Return every line of the entries that includes the word "accepted".

** Excerpted data follows **

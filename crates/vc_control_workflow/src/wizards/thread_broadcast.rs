use crate::{Ack, Wizard, WizardKind, WorkflowResult};
use vc_control_core::{ChannelId, RoleId, UserId};
use vc_control_error::{WorkflowError, WorkflowErrorKind};

/// Longest accepted greeting, in characters.
pub const GREETING_MAX_CHARS: usize = 100;
/// Longest accepted message body, in characters.
pub const MESSAGE_MAX_CHARS: usize = 1000;

/// A value from one thread-broadcast widget or the message form.
#[derive(Debug, Clone, PartialEq, Eq)]
pub enum ThreadBroadcastSelection {
    /// Roles whose members each receive a thread
    RecipientRoles(Vec<RoleId>),
    /// Channel the threads are created under
    Channel(Option<ChannelId>),
    /// Roles pinged at the end of every message
    MentionRoles(Vec<RoleId>),
    /// Greeting and body from the message form
    Message {
        /// Opening word(s) placed before the member's mention
        greeting: String,
        /// Message body
        body: String,
    },
}

/// A sealed thread-broadcast draft.
#[derive(Debug, Clone, PartialEq, Eq)]
pub struct ThreadBroadcastCommit {
    /// Roles whose members each receive a thread
    pub recipient_roles: Vec<RoleId>,
    /// Parent channel
    pub channel: ChannelId,
    /// Roles pinged at the end of every message
    pub mention_roles: Vec<RoleId>,
    /// Greeting
    pub greeting: String,
    /// Message body
    pub body: String,
}

impl ThreadBroadcastCommit {
    /// The message posted into `member`'s thread.
    ///
    /// ```
    /// use vc_control_core::{ChannelId, RoleId, UserId};
    /// use vc_control_workflow::ThreadBroadcastCommit;
    ///
    /// let commit = ThreadBroadcastCommit {
    ///     recipient_roles: vec![RoleId(1)],
    ///     channel: ChannelId(2),
    ///     mention_roles: vec![RoleId(3), RoleId(4)],
    ///     greeting: "Hello".into(),
    ///     body: "Raid tonight".into(),
    /// };
    /// assert_eq!(
    ///     commit.compose(UserId(5)),
    ///     "Hello <@5>\nRaid tonight\n<@&3>\n<@&4>\n"
    /// );
    /// ```
    pub fn compose(&self, member: UserId) -> String {
        let mut content = format!("{} {}\n{}\n", self.greeting, member.mention(), self.body);
        for role in &self.mention_roles {
            content.push_str(&role.mention());
            content.push('\n');
        }
        content
    }
}

/// Draft for `/thread_message`.
#[derive(Debug, Clone, Default)]
pub struct ThreadBroadcastWizard {
    recipient_roles: Vec<RoleId>,
    channel: Option<ChannelId>,
    mention_roles: Vec<RoleId>,
    greeting: Option<String>,
    body: Option<String>,
}

impl ThreadBroadcastWizard {
    /// An empty draft.
    pub fn new() -> Self {
        Self::default()
    }
}

fn role_list(roles: &[RoleId]) -> String {
    roles
        .iter()
        .map(|role| role.mention())
        .collect::<Vec<_>>()
        .join(", ")
}

fn preview(text: &str, chars: usize) -> String {
    let mut shown: String = text.chars().take(chars).collect();
    if text.chars().count() > chars {
        shown.push_str("...");
    }
    shown
}

fn non_blank(text: String) -> Option<String> {
    if text.trim().is_empty() { None } else { Some(text) }
}

impl Wizard for ThreadBroadcastWizard {
    type Selection = ThreadBroadcastSelection;
    type Commit = ThreadBroadcastCommit;

    fn kind(&self) -> WizardKind {
        WizardKind::ThreadBroadcast
    }

    fn apply(&mut self, selection: Self::Selection) -> WorkflowResult<Ack> {
        let notice = match selection {
            ThreadBroadcastSelection::RecipientRoles(roles) => {
                let notice = format!(
                    "✅ Selected {} recipient role(s): {}",
                    roles.len(),
                    role_list(&roles)
                );
                self.recipient_roles = roles;
                notice
            }
            ThreadBroadcastSelection::Channel(channel) => {
                self.channel = channel;
                match channel {
                    Some(channel) => format!("✅ Selected channel: {}", channel.mention()),
                    None => "Channel cleared.".to_string(),
                }
            }
            ThreadBroadcastSelection::MentionRoles(roles) => {
                let notice = format!(
                    "✅ Selected {} mention role(s): {}",
                    roles.len(),
                    role_list(&roles)
                );
                self.mention_roles = roles;
                notice
            }
            ThreadBroadcastSelection::Message { greeting, body } => {
                if greeting.chars().count() > GREETING_MAX_CHARS {
                    return Err(WorkflowError::new(WorkflowErrorKind::InvalidSelection(
                        format!("Greeting must be at most {} characters.", GREETING_MAX_CHARS),
                    )));
                }
                if body.chars().count() > MESSAGE_MAX_CHARS {
                    return Err(WorkflowError::new(WorkflowErrorKind::InvalidSelection(
                        format!("Message must be at most {} characters.", MESSAGE_MAX_CHARS),
                    )));
                }
                let notice = format!(
                    "✅ Greeting and message saved!\nGreeting: {}\nMessage: {}",
                    greeting,
                    preview(&body, 50)
                );
                self.greeting = non_blank(greeting);
                self.body = non_blank(body);
                notice
            }
        };
        Ok(Ack::Notice(notice))
    }

    fn seal(&self) -> Result<Self::Commit, Vec<&'static str>> {
        match (&self.channel, &self.greeting, &self.body) {
            (Some(channel), Some(greeting), Some(body))
                if !self.recipient_roles.is_empty() && !self.mention_roles.is_empty() =>
            {
                Ok(ThreadBroadcastCommit {
                    recipient_roles: self.recipient_roles.clone(),
                    channel: *channel,
                    mention_roles: self.mention_roles.clone(),
                    greeting: greeting.clone(),
                    body: body.clone(),
                })
            }
            _ => {
                let slots = [
                    ("recipient_roles", !self.recipient_roles.is_empty()),
                    ("channel", self.channel.is_some()),
                    ("mention_roles", !self.mention_roles.is_empty()),
                    ("greeting", self.greeting.is_some()),
                    ("message", self.body.is_some()),
                ];
                Err(slots
                    .into_iter()
                    .filter(|(_, filled)| !filled)
                    .map(|(name, _)| name)
                    .collect())
            }
        }
    }
}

** End of Excerpted data **

= Your response =
/// Longest accepted greeting, in characters.
/// Longest accepted message body, in characters.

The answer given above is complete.